WORK ORDER
Copy the records exactly. Every line must match.

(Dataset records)
# # # # # # #
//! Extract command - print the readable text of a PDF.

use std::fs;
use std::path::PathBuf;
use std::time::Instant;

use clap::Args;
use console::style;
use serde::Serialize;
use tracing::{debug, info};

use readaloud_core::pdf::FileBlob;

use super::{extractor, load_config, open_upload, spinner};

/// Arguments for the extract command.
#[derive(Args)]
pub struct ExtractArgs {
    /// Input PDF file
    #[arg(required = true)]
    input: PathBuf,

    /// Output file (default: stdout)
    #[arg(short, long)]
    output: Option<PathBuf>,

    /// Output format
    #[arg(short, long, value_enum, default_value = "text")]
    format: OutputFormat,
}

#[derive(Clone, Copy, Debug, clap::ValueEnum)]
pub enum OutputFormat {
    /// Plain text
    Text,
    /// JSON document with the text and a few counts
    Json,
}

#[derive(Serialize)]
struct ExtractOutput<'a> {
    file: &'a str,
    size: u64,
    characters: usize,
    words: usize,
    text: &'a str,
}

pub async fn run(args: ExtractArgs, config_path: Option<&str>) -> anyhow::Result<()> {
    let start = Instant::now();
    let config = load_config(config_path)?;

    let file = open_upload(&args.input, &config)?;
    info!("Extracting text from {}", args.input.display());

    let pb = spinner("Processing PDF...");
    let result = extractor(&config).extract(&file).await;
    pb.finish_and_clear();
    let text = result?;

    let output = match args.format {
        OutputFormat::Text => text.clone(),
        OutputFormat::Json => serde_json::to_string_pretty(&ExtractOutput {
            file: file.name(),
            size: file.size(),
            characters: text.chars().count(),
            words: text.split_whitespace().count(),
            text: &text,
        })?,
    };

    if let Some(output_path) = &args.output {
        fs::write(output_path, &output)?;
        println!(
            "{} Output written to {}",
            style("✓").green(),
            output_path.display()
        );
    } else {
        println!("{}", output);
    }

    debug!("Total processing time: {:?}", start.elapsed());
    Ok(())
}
# # # # # # #
ANSWER
//! Extract command - print the readable text of a PDF.

use std::fs;
use std::path::PathBuf;
use std::time::Instant;

use clap::Args;
use console::style;
use serde::Serialize;
use tracing::{debug, info};

use readaloud_core::pdf::FileBlob;

use super::{extractor, load_config, open_upload, spinner};

/// Arguments for the extract command.
#[derive(Args)]
pub struct ExtractArgs {
    /// Input PDF file
    #[arg(required = true)]
    input: PathBuf,

    /// Output file (default: stdout)
    #[arg(short, long)]
    output: Option<PathBuf>,

    /// Output format
    #[arg(short, long, value_enum, default_value = "text")]
    format: OutputFormat,
}

#[derive(Clone, Copy, Debug, clap::ValueEnum)]
pub enum OutputFormat {
    /// Plain text
    Text,
    /// JSON document with the text and a few counts
    Json,
}

#[derive(Serialize)]
struct ExtractOutput<'a> {
    file: &'a str,
    size: u64,
    characters: usize,
    words: usize,
    text: &'a str,
}

pub async fn run(args: ExtractArgs, config_path: Option<&str>) -> anyhow::Result<()> {
    let start = Instant::now();
    let config = load_config(config_path)?;

    let file = open_upload(&args.input, &config)?;
    info!("Extracting text from {}", args.input.display());

    let pb = spinner("Processing PDF...");
    let result = extractor(&config).extract(&file).await;
    pb.finish_and_clear();
    let text = result?;

    let output = match args.format {
        OutputFormat::Text => text.clone(),
        OutputFormat::Json => serde_json::to_string_pretty(&ExtractOutput {
            file: file.name(),
            size: file.size(),
            characters: text.chars().count(),
            words: text.split_whitespace().count(),
            text: &text,
        })?,
    };

    if let Some(output_path) = &args.output {
        fs::write(output_path, &output)?;
        println!(
            "{} Output written to {}",
            style("✓").green(),
            output_path.display()
        );
    } else {
        println!("{}", output);
    }

    debug!("Total processing time: {:?}", start.elapsed());
    Ok(())
}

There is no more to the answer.